I’m guessing the main answer to Eli’s question about why American Jews traditionally eat Chinese food on Christmas is fairly prosaic. The Chinese, being non-Christian, kept their restaurants open Christmas day, whereas most other restaurants were closed.
But there’s another side to the Jewish Christmas tradition that Eli fails to mention. Before or after stuffing ourselves full of Chinese food, we would go to the movies, where the lines would be short, even for the hottest films of the season. But alas, no more.
True story: My first Christmas divorced after a decade-plus relationship with my Irish Catholic ex-wife, I decided to re-embrace my Jewish heritage and go to the movies, the hottest ticket being that for the first installment of the Lord of Rings trilogy, playing at the Cinerama. But I arrive about a half-hour before a noonish matinee to discover they are sold out for every show, and had been for days.
I turn away from the ticket window toward the line of eager ticket holders stretching around the block, many of them dressed as their favorite Tolkien characters, and in my despair I rhetorically ask: “Don’t you goyim have anything better to do on Christmas than go to the fucking movies?” To which an enragingly cheerful hobbit steps forward and offers: “Gee, that’s not the Christmas spirit.”
“I’ll tell you what,” I tell the hobbit in genuine anger as I step toward him and his furry, ticket-holding friends, “You don’t honor the way my people celebrate this holiday, and I won’t honor yours.”
I ended up seeing fucking Oceans 11 at a theater in Southcenter. Couldn’t think of a more depressing way to spend my first Christmas divorced.

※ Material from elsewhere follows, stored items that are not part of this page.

use axum::http::StatusCode;
use axum::response::IntoResponse;
use serde_json::json;

use taproom_catalog::ServiceError;
use taproom_core::{DomainError, StoreError};

pub fn service_error_to_response(err: ServiceError) -> axum::response::Response {
    match err {
        ServiceError::Domain(DomainError::Validation(msg)) => {
            json_error(StatusCode::BAD_REQUEST, "validation_error", msg)
        }
        ServiceError::Domain(DomainError::InvalidId(msg)) => json_error(StatusCode::BAD_REQUEST, "invalid_id", msg),
        ServiceError::Store(e) => store_error_to_response(e),
    }
}

fn store_error_to_response(err: StoreError) -> axum::response::Response {
    tracing::warn!(error = %err, "store failure");
    match err {
        StoreError::Unavailable(msg) => json_error(StatusCode::SERVICE_UNAVAILABLE, "store_unavailable", msg),
        StoreError::MissingRow(id) => json_error(StatusCode::NOT_FOUND, "not_found", format!("no record with id {id}")),
        StoreError::Corrupt(msg) => json_error(StatusCode::INTERNAL_SERVER_ERROR, "store_error", msg),
    }
}

pub fn not_found(kind: &str, id: impl core::fmt::Display) -> axum::response::Response {
    json_error(StatusCode::NOT_FOUND, "not_found", format!("{kind} {id} not found"))
}

pub fn json_error(
    status: StatusCode,
    code: &'static str,
    message: impl Into<String>,
) -> axum::response::Response {
    (
        status,
        axum::Json(json!({
            "error": code,
            "message": message.into(),
        })),
    )
        .into_response()
}

#[cfg(test)]
mod tests {
    use super::*;

    #[test]
    fn service_errors_map_to_statuses() {
        let cases = [
            (ServiceError::Domain(DomainError::validation("beerName: must not be blank")), StatusCode::BAD_REQUEST),
            (ServiceError::Domain(DomainError::invalid_id("abc")), StatusCode::BAD_REQUEST),
            (ServiceError::Store(StoreError::unavailable("down")), StatusCode::SERVICE_UNAVAILABLE),
            (ServiceError::Store(StoreError::corrupt("bad row")), StatusCode::INTERNAL_SERVER_ERROR),
        ];

        for (err, status) in cases {
            assert_eq!(service_error_to_response(err).status(), status);
        }
    }
}
use anyhow::Context;

use taproom_api::AppConfig;

#[tokio::main]
async fn main() -> anyhow::Result<()> {
    taproom_observability::init();

    let config = AppConfig::from_env()?;
    let app = taproom_api::app::build_app(&config).await?;

    let listener = tokio::net::TcpListener::bind(config.bind_addr)
        .await
        .with_context(|| format!("failed to bind {}", config.bind_addr))?;

    tracing::info!("listening on {}", listener.local_addr()?);

    axum::serve(listener, app).await.context("server error")?;
    Ok(())
}
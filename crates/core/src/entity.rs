//! Entity trait: identity + audit continuity across rebuilds.

use chrono::{DateTime, Utc};
use serde::{Deserialize, Serialize};

use crate::id::EntityId;

/// Audit timestamps owned by the store.
///
/// `created_date` is written once on insert; `last_modified_date` on every save.
/// Both are `None` until the record has been persisted.
#[derive(Debug, Copy, Clone, Default, PartialEq, Eq, Serialize, Deserialize)]
pub struct Audit {
    pub created_date: Option<DateTime<Utc>>,
    pub last_modified_date: Option<DateTime<Utc>>,
}

impl Audit {
    /// Stamps for a first insert.
    pub fn inserted_at(now: DateTime<Utc>) -> Self {
        Self {
            created_date: Some(now),
            last_modified_date: Some(now),
        }
    }

    /// Stamps for an update: creation time is kept, modification time moves.
    pub fn touched_at(self, now: DateTime<Utc>) -> Self {
        Self {
            created_date: self.created_date.or(Some(now)),
            last_modified_date: Some(now),
        }
    }
}

/// Immutable persisted record.
///
/// Entities are never mutated in place; stores hand back a new value via
/// [`Entity::with_identity`] once identity and audit stamps are known.
pub trait Entity: Clone + Send + Sync + core::fmt::Debug + 'static {
    /// Short resource name used in logs and URLs (e.g. `"beer"`).
    const KIND: &'static str;

    /// Identifier, `None` before the first persist.
    fn id(&self) -> Option<EntityId>;

    fn audit(&self) -> Audit;

    /// Same domain fields, new identity/audit.
    fn with_identity(self, id: EntityId, audit: Audit) -> Self;
}
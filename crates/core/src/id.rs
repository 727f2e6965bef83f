//! Store-assigned identifiers.

use core::str::FromStr;
use serde::{Deserialize, Serialize};

use crate::error::DomainError;

/// Identifier of a persisted record.
///
/// Assigned by the store on first persist and never changed afterwards.
/// Valid identifiers are strictly positive.
#[derive(Debug, Copy, Clone, PartialEq, Eq, PartialOrd, Ord, Hash, Serialize, Deserialize)]
#[serde(transparent)]
pub struct EntityId(i32);

impl EntityId {
    /// Wrap a raw identifier, rejecting zero and negative values.
    pub fn new(raw: i32) -> Result<Self, DomainError> {
        if raw <= 0 {
            return Err(DomainError::invalid_id(format!("EntityId: {raw} is not positive")));
        }
        Ok(Self(raw))
    }

    pub fn get(&self) -> i32 {
        self.0
    }

    /// Identifier following this one, or `None` once the `i32` range is used up.
    pub fn next(&self) -> Option<Self> {
        self.0.checked_add(1).map(Self)
    }

    pub fn first() -> Self {
        Self(1)
    }
}

impl core::fmt::Display for EntityId {
    fn fmt(&self, f: &mut core::fmt::Formatter<'_>) -> core::fmt::Result {
        core::fmt::Display::fmt(&self.0, f)
    }
}

impl TryFrom<i32> for EntityId {
    type Error = DomainError;

    fn try_from(value: i32) -> Result<Self, Self::Error> {
        Self::new(value)
    }
}

impl From<EntityId> for i32 {
    fn from(value: EntityId) -> Self {
        value.0
    }
}

impl FromStr for EntityId {
    type Err = DomainError;

    fn from_str(s: &str) -> Result<Self, Self::Err> {
        let raw = s
            .trim()
            .parse::<i32>()
            .map_err(|e| DomainError::invalid_id(format!("EntityId: {e}")))?;
        Self::new(raw)
    }
}

#[cfg(test)]
mod tests {
    use super::*;

    #[test]
    fn parses_positive_ids() {
        let id: EntityId = "42".parse().unwrap();
        assert_eq!(id.get(), 42);
        assert_eq!(id.to_string(), "42");
    }

    #[test]
    fn rejects_zero_negative_and_garbage() {
        assert!(matches!("0".parse::<EntityId>(), Err(DomainError::InvalidId(_))));
        assert!(matches!("-3".parse::<EntityId>(), Err(DomainError::InvalidId(_))));
        assert!(matches!("abc".parse::<EntityId>(), Err(DomainError::InvalidId(_))));
    }

    #[test]
    fn next_is_sequential() {
        assert_eq!(EntityId::first().next().map(|id| id.get()), Some(2));
        assert_eq!(EntityId::new(i32::MAX).unwrap().next(), None);
    }

    #[test]
    fn serializes_as_bare_integer() {
        let id = EntityId::new(7).unwrap();
        assert_eq!(serde_json::to_string(&id).unwrap(), "7");
    }
}
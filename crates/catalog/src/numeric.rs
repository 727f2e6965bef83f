//! Numeric values that may arrive as JSON text.
//!
//! Clients send `quantityOnHand` as `"454"` or `454`, and `price` as `12.99`
//! or `"12.99"`. Parsing happens during validation/reconciliation so a bad
//! value is reported as a `DomainError::Validation`, not a JSON rejection.
//!
//! serde_json is built with `arbitrary_precision`, so a JSON number keeps its
//! literal text and prices are parsed from that text, never through `f64`.

use core::str::FromStr;

use serde::de::{self, Deserializer};
use serde::{Deserialize, Serialize, Serializer};
use serde_json::{Number, Value};

use taproom_core::{DomainError, DomainResult};

/// Raw numeric input: either a JSON number or a string that should hold one.
#[derive(Debug, Clone, PartialEq, Serialize)]
#[serde(untagged)]
pub enum NumericText {
    Number(Number),
    Text(String),
}

impl NumericText {
    pub fn text(s: impl Into<String>) -> Self {
        Self::Text(s.into())
    }

    /// Parse as a non-negative whole quantity.
    pub fn to_quantity(&self, field: &str) -> DomainResult<i32> {
        let parsed = match self {
            Self::Text(s) => s.trim().parse::<i64>().ok(),
            Self::Number(n) => n.as_i64(),
        };

        let value = parsed
            .and_then(|v| i32::try_from(v).ok())
            .ok_or_else(|| DomainError::validation(format!("{field}: '{self}' is not a whole number")))?;

        if value < 0 {
            return Err(DomainError::validation(format!("{field}: must not be negative")));
        }
        Ok(value)
    }

    /// Parse as a monetary amount with at most two fractional digits.
    pub fn to_price(&self, field: &str) -> DomainResult<Price> {
        let parsed = match self {
            Self::Text(s) => s.parse::<Price>(),
            Self::Number(n) => Price::try_from(n),
        };
        parsed.map_err(|e| match e {
            DomainError::Validation(msg) => DomainError::validation(format!("{field}: {msg}")),
            other => other,
        })
    }
}

impl<'de> Deserialize<'de> for NumericText {
    fn deserialize<D>(deserializer: D) -> Result<Self, D::Error>
    where
        D: Deserializer<'de>,
    {
        match Value::deserialize(deserializer)? {
            Value::Number(n) => Ok(Self::Number(n)),
            Value::String(s) => Ok(Self::Text(s)),
            other => Err(de::Error::custom(format!(
                "expected a number or numeric string, got {other}"
            ))),
        }
    }
}

impl core::fmt::Display for NumericText {
    fn fmt(&self, f: &mut core::fmt::Formatter<'_>) -> core::fmt::Result {
        match self {
            Self::Number(n) => core::fmt::Display::fmt(n, f),
            Self::Text(s) => f.write_str(s),
        }
    }
}

/// Non-negative money amount held in minor units (cents).
#[derive(Debug, Copy, Clone, PartialEq, Eq, PartialOrd, Ord, Hash)]
pub struct Price(i64);

impl Price {
    pub fn from_minor_units(minor: i64) -> DomainResult<Self> {
        if minor < 0 {
            return Err(DomainError::validation("price must not be negative"));
        }
        Ok(Self(minor))
    }

    /// Infallible constructor for literal amounts.
    pub const fn from_cents(cents: u32) -> Self {
        Self(cents as i64)
    }

    pub fn minor_units(&self) -> i64 {
        self.0
    }

    /// JSON number form used in responses, e.g. `12.99`.
    pub fn to_json_number(&self) -> Option<Number> {
        self.to_string().parse().ok()
    }
}

impl core::fmt::Display for Price {
    fn fmt(&self, f: &mut core::fmt::Formatter<'_>) -> core::fmt::Result {
        write!(f, "{}.{:02}", self.0 / 100, self.0 % 100)
    }
}

impl FromStr for Price {
    type Err = DomainError;

    fn from_str(s: &str) -> Result<Self, Self::Err> {
        let s = s.trim();
        let (whole, frac) = match s.split_once('.') {
            Some((w, f)) => (w, f),
            None => (s, ""),
        };

        let digits_only = |part: &str| part.bytes().all(|b| b.is_ascii_digit());
        if whole.is_empty() || !digits_only(whole) || !digits_only(frac) {
            return Err(DomainError::validation(format!("'{s}' is not a valid amount")));
        }
        if frac.len() > 2 {
            return Err(DomainError::validation(format!(
                "'{s}' has more than two decimal places"
            )));
        }

        let whole: i64 = whole
            .parse()
            .map_err(|_| DomainError::validation(format!("'{s}' is out of range")))?;
        let cents: i64 = match frac.len() {
            0 => 0,
            1 => frac.parse::<i64>().unwrap_or(0) * 10,
            _ => frac.parse::<i64>().unwrap_or(0),
        };

        whole
            .checked_mul(100)
            .and_then(|w| w.checked_add(cents))
            .ok_or_else(|| DomainError::validation(format!("'{s}' is out of range")))
            .and_then(Price::from_minor_units)
    }
}

impl TryFrom<&Number> for Price {
    type Error = DomainError;

    fn try_from(n: &Number) -> Result<Self, Self::Error> {
        n.to_string().parse()
    }
}

impl Serialize for Price {
    fn serialize<S>(&self, serializer: S) -> Result<S::Ok, S::Error>
    where
        S: Serializer,
    {
        match self.to_json_number() {
            Some(n) => n.serialize(serializer),
            None => serializer.serialize_str(&self.to_string()),
        }
    }
}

So yeah… the question remains: Don’t you goyim have anything better to do on Christmas than go to the fucking movies? And if I decide to get some Chinese food, will you be forcing me to stand in line there too?

Wait, this is a Jew thing?
When I lived in Boston many moons ago, my blue-blooded Beacon-Hill Mayflower-family type friends all went out to the movies on Christmas day. Well, the younger-ish ones, at any rate.
I’m thinking our Goldy might be getting about 95% of his cultural awareness from television dramas.
Tough shit, Goldy.
You can stuff your righteous sense of entitlement right up your purulent ass for all I care.
I have a holiday tradition of drinking a bottle of Manischewitz and eating ham, but one year Christmas Eve was concurrent with Hanukkah so when I went to the grocery store to pick up a bottle the Kikes had already bought it all. Goddam you people!
When I was a teenager I worked at a movie theater, and let me tell you, when Godfather III opened up on Christmas Day 1990, it was PACKED. Our 1200-seat main theater was sold out for every show by some time in the early afternoon. And I didn’t live in an area with many Jews. When I started working there, they warned us that we would be expected to work on holidays, since those are some of the busiest days of the year, so this had been going on for some time. Thanksgiving, too. You know what were really slow days? Christmas Eve and New Year’s Eve.
I didn’t know about it before I started working there, because my family always just went to church and then stayed at home on Christmas. But apparently a lot of people take the time to go see movies.
Hah. Try being Muslim. We usually spent the day cleaning when I was growing up.
Shanghai Garden is packed at 4pm, and it was filled with non-Jews. What is wrong with you people? Get your own damned holidays.
Driving from Portland to Seattle today, we pulled off I-5 in Centralia te see if any place was open for lunch. “There has simply got to be a Chinese restaurant open in this town.” And there was! Peking Garden, about a half mile east of the freeway at Exit 82. Nothing special, really, but hot, tasty, and big-ass portions, too. Any other day it’s a two-star Chinese joint, but on Christmas it’s four-stars.